Hawaiian Electric Company’s (Hawaiian Electric)1 net income for the 3rd-quarter of 2k19 was $46.80M contrast to $49.70M in the 3rd-quarter of 2k18, mainly driven by the following after-tax items:

  • $6.00M revenue incline resulting from rate inclines and higher rate adjustment mechanism (RAM) revenues, counting $2.00M from Hawaiian Electric (Oahu), $3.00M from Maui Electric (Maui County), and $1.00M from Hawaii Electric Light (Hawaii Island);
  • $2.00M revenue incline from recovery of the Schofield generation project under the major project interim recovery (MPIR) mechanism;
  • $2.00M from higher AFUDC and lower interest cost; and
  • $1.00M in revenues from pole attachment fees.
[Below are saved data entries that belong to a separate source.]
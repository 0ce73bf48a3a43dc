// Copyright (C) 2026 Fred Clausen
// Use of this source code is governed by an MIT-style
// license that can be found in the LICENSE file or at
// https://opensource.org/licenses/MIT.

use crate::applicability::{Applicability, FieldName};
use meteringpoint_domain::{BusinessRulesValidationResult, ValidationError};

/// One master data field under construction.
///
/// A slot holds the field's current value, its applicability and the
/// errors reported by its setters. A `NotAllowed` slot never holds a value.
#[derive(Debug, Clone, PartialEq)]
pub struct ValueSlot<T> {
    field: FieldName,
    applicability: Applicability,
    value: Option<T>,
    errors: Vec<ValidationError>,
}

impl<T> ValueSlot<T> {
    /// Creates an empty slot with the field's base applicability.
    #[must_use]
    pub const fn new(field: FieldName) -> Self {
        Self {
            field,
            applicability: field.default_applicability(),
            value: None,
            errors: Vec::new(),
        }
    }

    #[must_use]
    pub const fn applicability(&self) -> Applicability {
        self.applicability
    }

    /// Changes the applicability. Becoming `NotAllowed` drops the value.
    pub fn set_applicability(&mut self, applicability: Applicability) {
        self.applicability = applicability;
        if applicability == Applicability::NotAllowed {
            self.value = None;
        }
    }

    #[must_use]
    pub const fn value(&self) -> Option<&T> {
        self.value.as_ref()
    }

    /// Sets the value unconditionally, unless the field is not allowed.
    pub fn set_value(&mut self, value: Option<T>) {
        if self.applicability == Applicability::NotAllowed {
            return;
        }
        self.value = value;
    }

    /// Runs `validator` and, on success, sets the value built by `creator`.
    ///
    /// On failure the validator's errors are recorded and the value is left
    /// as it was. Nothing happens when the field is not allowed.
    pub fn set_checked(
        &mut self,
        validator: impl FnOnce() -> BusinessRulesValidationResult,
        creator: impl FnOnce() -> T,
    ) {
        if self.applicability == Applicability::NotAllowed {
            return;
        }
        let result: BusinessRulesValidationResult = validator();
        if result.success() {
            self.value = Some(creator());
        } else {
            self.errors.extend(result.into_errors());
        }
    }

    /// Sets an already parsed value or records the parse error.
    pub fn set_parsed(&mut self, parsed: Result<T, ValidationError>) {
        if self.applicability == Applicability::NotAllowed {
            return;
        }
        match parsed {
            Ok(value) => self.value = Some(value),
            Err(error) => self.errors.push(error),
        }
    }

    /// Records an error against the field.
    pub fn add_error(&mut self, error: ValidationError) {
        self.errors.push(error);
    }

    /// Returns false only when the field is required and has no value.
    #[must_use]
    pub const fn has_required_value(&self) -> bool {
        !matches!(self.applicability, Applicability::Required) || self.value.is_some()
    }

    #[must_use]
    pub const fn has_errors(&self) -> bool {
        !self.errors.is_empty()
    }

    #[must_use]
    pub fn errors(&self) -> &[ValidationError] {
        &self.errors
    }

    /// The missing-value error, if the field is required, empty, and has not
    /// already reported a setter error.
    #[must_use]
    pub fn required_value_error(&self) -> Option<ValidationError> {
        if self.has_required_value() || self.has_errors() {
            return None;
        }
        Some(ValidationError::ValueIsRequired {
            field: self.field.name(),
        })
    }
}

#[cfg(test)]
mod tests {
    #![allow(clippy::unwrap_used)]

    use super::*;

    #[test]
    fn test_not_allowed_slot_ignores_values() {
        let mut slot: ValueSlot<u32> = ValueSlot::new(FieldName::ProductionObligation);
        assert_eq!(slot.applicability(), Applicability::NotAllowed);

        slot.set_value(Some(1));
        slot.set_checked(BusinessRulesValidationResult::new, || 2);
        slot.set_parsed(Err(ValidationError::MeterIsRequired));

        assert_eq!(slot.value(), None);
        assert!(!slot.has_errors());
    }

    #[test]
    fn test_becoming_not_allowed_drops_value() {
        let mut slot: ValueSlot<u32> = ValueSlot::new(FieldName::Capacity);
        slot.set_value(Some(5));
        slot.set_applicability(Applicability::NotAllowed);
        assert_eq!(slot.value(), None);
    }

    #[test]
    fn test_failed_check_keeps_previous_value() {
        let mut slot: ValueSlot<u32> = ValueSlot::new(FieldName::Capacity);
        slot.set_value(Some(5));
        let invalid: ValidationError = ValidationError::InvalidCapacity {
            value: String::from("x"),
        };
        slot.set_checked(|| BusinessRulesValidationResult::from_error(invalid), || 6);
        assert_eq!(slot.value(), Some(&5));
        assert!(slot.has_errors());
    }

    #[test]
    fn test_required_error_is_suppressed_by_setter_error() {
        let mut slot: ValueSlot<u32> = ValueSlot::new(FieldName::UnitType);
        assert_eq!(
            slot.required_value_error(),
            Some(ValidationError::ValueIsRequired { field: "UnitType" })
        );

        slot.set_parsed(Err(ValidationError::InvalidUnitTypeValue {
            value: String::from("Joule"),
        }));
        assert!(!slot.has_required_value());
        assert_eq!(slot.required_value_error(), None);
    }

    #[test]
    fn test_optional_slot_has_required_value_when_empty() {
        let slot: ValueSlot<u32> = ValueSlot::new(FieldName::Capacity);
        assert!(slot.has_required_value());
        assert_eq!(slot.required_value_error(), None);
    }
}
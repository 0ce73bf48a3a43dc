// Copyright (C) 2026 Fred Clausen
// Use of this source code is governed by an MIT-style
// license that can be found in the LICENSE file or at
// https://opensource.org/licenses/MIT.

use super::MasterDataRules;
use super::shared::{self, AddressRequirement};
use meteringpoint_domain::{
    BusinessRulesValidationResult, MasterData, MeasurementUnitType, MeteringPointType, ProductType,
    ReadingOccurrence, ValidationError,
};

const PRODUCT_TYPES: &[ProductType] = &[ProductType::EnergyActive];
const UNIT_TYPES: &[MeasurementUnitType] = &[MeasurementUnitType::KWh];
const READING_OCCURRENCES: &[ReadingOccurrence] =
    &[ReadingOccurrence::Hourly, ReadingOccurrence::Quarterly];

/// Rules for production metering points.
#[derive(Debug, Clone, Copy, Default)]
pub struct ProductionRules;

impl MasterDataRules for ProductionRules {
    fn target(&self) -> MeteringPointType {
        MeteringPointType::Production
    }

    fn check_rules(&self, master_data: &MasterData) -> BusinessRulesValidationResult {
        let target: MeteringPointType = self.target();
        [
            shared::check_product_type(master_data, target, PRODUCT_TYPES),
            shared::check_unit_type(master_data, target, UNIT_TYPES),
            shared::check_reading_occurrence(master_data, target, READING_OCCURRENCES),
            shared::check_address(master_data, AddressRequirement::Full),
            BusinessRulesValidationResult::check(master_data.asset_type().is_some(), || {
                ValidationError::AssetTypeIsRequired
            }),
            shared::check_metering_method_for_net_settlement_group(master_data),
            shared::check_power_plant_for_net_settlement_group(master_data),
            shared::check_connection_type(master_data),
        ]
        .into_iter()
        .collect()
    }
}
    These items were partially offset by the following after-tax items:
  • $8.00M higher operations and maintenance costs2 contrast to the 3rd-quarter of 2k18, mainly because of higher overhaul and maintenance costs for generating facilities and higher vegetation administration costs;
  • $5.00M in net income impact practiced in the 3rd-quarter of 2k18 because of net favorable tax adjustments mainly related to differences between the 2k17 year-end tax accrual and the filing of the 2k17 tax return. There were no noteworthydifferences between the 2k18 year-end tax accrual and the filing of the 2k18 tax return that influenced net income in 2k19; and
  • $2.00M higher depreciation cost because of increasing investments for the integration of more renewable energy, improved customer reliability and greater system efficiency.